Performance Testing - are you peering into darkness?
Within big IT projects, often performance tests run with few infrastructure monitors in place, if at all. It's not unusual for tests to rely solely on transaction response times to determine system performance. There's a familiar mantra of not enough time, security issues, no test accounts, budgetary constraints, and limited monitor availability to enable appropriate infrastructure monitoring.
Never mind though, the project must go on! The test measures application speed with end-to-end "transactions" and, without monitors it should still be clear where performance issues lie.
When these tests find some transactions perform worse than others, or don't scale well, Test Managers wail, Project Managers yell, and dev/support staff are poked and cajoled until they tweak and rejig things sufficiently to improve these end-to-end transaction times. They look into and fix up inefficient code or queries where they can, change configuration options from their default values and the project goes live. KPIs met, champagne corks pop, bonuses are paid into offshore accounts and everyone's happy. Yay.
Imagine though, instead of an IT project, we were to take that same approach to performance test real-world things; say public-transport commutes to work. We would measure door-to-door time from home to the office for a few different staff members. With enough samples, we should be able to work out which routes perform worst, and what conditions affect them.
Peak hour might be an issue for some and extreme circumstances (train driver strike or something) for others might see commuters "time out" and give up before completing their journey.
So the "test" side of things kind of works, just like the IT project, but to determine how to improve performance we need to understand things in more detail than simply end-to-end response times.
An IT-like response to tweak and fine-tune poor performing routes might be to improve commuter efficiency (get them to wear running shoes, leave their bag at home and run to the train station), tune or add to the hardware (install high-speed train tracks) and maybe streamline some of the process (don't pick up coffee on the way).
But without monitoring these processes along the way and their additional information, we'd have little idea what the biggest contributing factors are and we'd fumble in the dark with educated guesses.
Some monitors to might help might be:
- A heart monitor. This might suggest our commuters are already operating near capacity, so running to the station might prove problematic, or even catastrophic for some.
- A train speed monitor. This might show top speed is never reached on the poor performing routes, and the train often sits idle, waiting for a clear platform or track ahead, so high-speed tracks aren't warranted.
- Coffee-shop queue monitoring. This might show it takes a minimal time to complete the coffee pickup in the grand scheme of things and doesn't contribute to poor performance under load for these commuters.
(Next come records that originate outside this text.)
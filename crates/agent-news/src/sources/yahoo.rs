//! Yahoo Finance latest-news scraper

use super::{HeadlineSource, http_client};
use crate::config::NewsConfig;
use crate::error::{NewsError, Result};
use crate::headline::Headline;
use crate::html::select_text;
use async_trait::async_trait;
use reqwest::Client;
use reqwest::header::USER_AGENT;
use tracing::{debug, instrument};

const SOURCE_ID: &str = "yahoo";

/// Yahoo rejects requests without a browser-looking user agent
const BROWSER_USER_AGENT: &str =
    "Mozilla/5.0 (Macintosh; Intel Mac OS X 14_5) AppleWebKit/605.1.15 (KHTML, like Gecko) Version/17.5 Safari/605.1.15";

/// Headlines scraped from the `h3` elements of the Yahoo Finance news page
pub struct YahooFinanceSource {
    client: Client,
    url: String,
    generic: Vec<String>,
}

impl YahooFinanceSource {
    pub fn from_config(config: &NewsConfig) -> Result<Self> {
        Ok(Self {
            client: http_client(config.request_timeout)?,
            url: config.yahoo_url.clone(),
            generic: config.generic_headlines.clone(),
        })
    }

    /// Extract headlines from a page, dropping generic section labels
    pub fn parse_page(&self, html: &str) -> Result<Vec<Headline>> {
        let headlines: Vec<Headline> = select_text(html, "h3")?
            .into_iter()
            .filter(|text| !self.generic.iter().any(|g| g == text))
            .filter_map(Headline::new)
            .collect();

        if headlines.is_empty() {
            return Err(NewsError::fetch(SOURCE_ID, "no headlines found"));
        }
        Ok(headlines)
    }
}

#[async_trait]
impl HeadlineSource for YahooFinanceSource {
    fn id(&self) -> &str {
        SOURCE_ID
    }

    #[instrument(skip(self), fields(url = %self.url))]
    async fn fetch(&self) -> Result<Vec<Headline>> {
        let response = self
            .client
            .get(&self.url)
            .header(USER_AGENT, BROWSER_USER_AGENT)
            .send()
            .await
            .map_err(|e| NewsError::fetch(SOURCE_ID, e))?;

        if !response.status().is_success() {
            return Err(NewsError::fetch(
                SOURCE_ID,
                format!("HTTP {}", response.status()),
            ));
        }

        let body = response
            .text()
            .await
            .map_err(|e| NewsError::fetch(SOURCE_ID, e))?;
        debug!(bytes = body.len(), "Downloaded news page");

        self.parse_page(&body)
    }
}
Almost every commuter does this and most get to work on time.
The more monitors and more specific information we have about each step - infrastructure performance under load, capacity and usage levels, etc. - the better informed we are, and able to determine the true performance impactors on the journey to work.
Back in the IT world, this of course relates to system monitors for infrastructure components. Although they may not be made available to the performance test itself, they are often already in place on shared components. Their information isn't correlated to performance test events and analysed effectively or comprehensively. A traditional silo mentality prevails across hardware, networks, database, applications and test and production domains. This is generally where the failing is; often the right information is being monitored but it isn’t made available for analysis and synthesis with the performance test itself, to be able to correlate cause and effect across all of the supporting infrastructure.
Performance Testing without monitoring relies on extensive deductive reasoning - sometimes theories and remediation actions are spot on. Sometimes they're not. It requires inspired subject matter experts, more work than it really should and often, a large slice of luck.
There are specialist tools available to help collate, manage and analyse large amounts of disparate monitored data, but these can only be used if the information is available and shared
It’s imperative infrastructure monitors are turned on and the results and analysis tools are available to the test effort. Otherwise we’re all just peering into darkness.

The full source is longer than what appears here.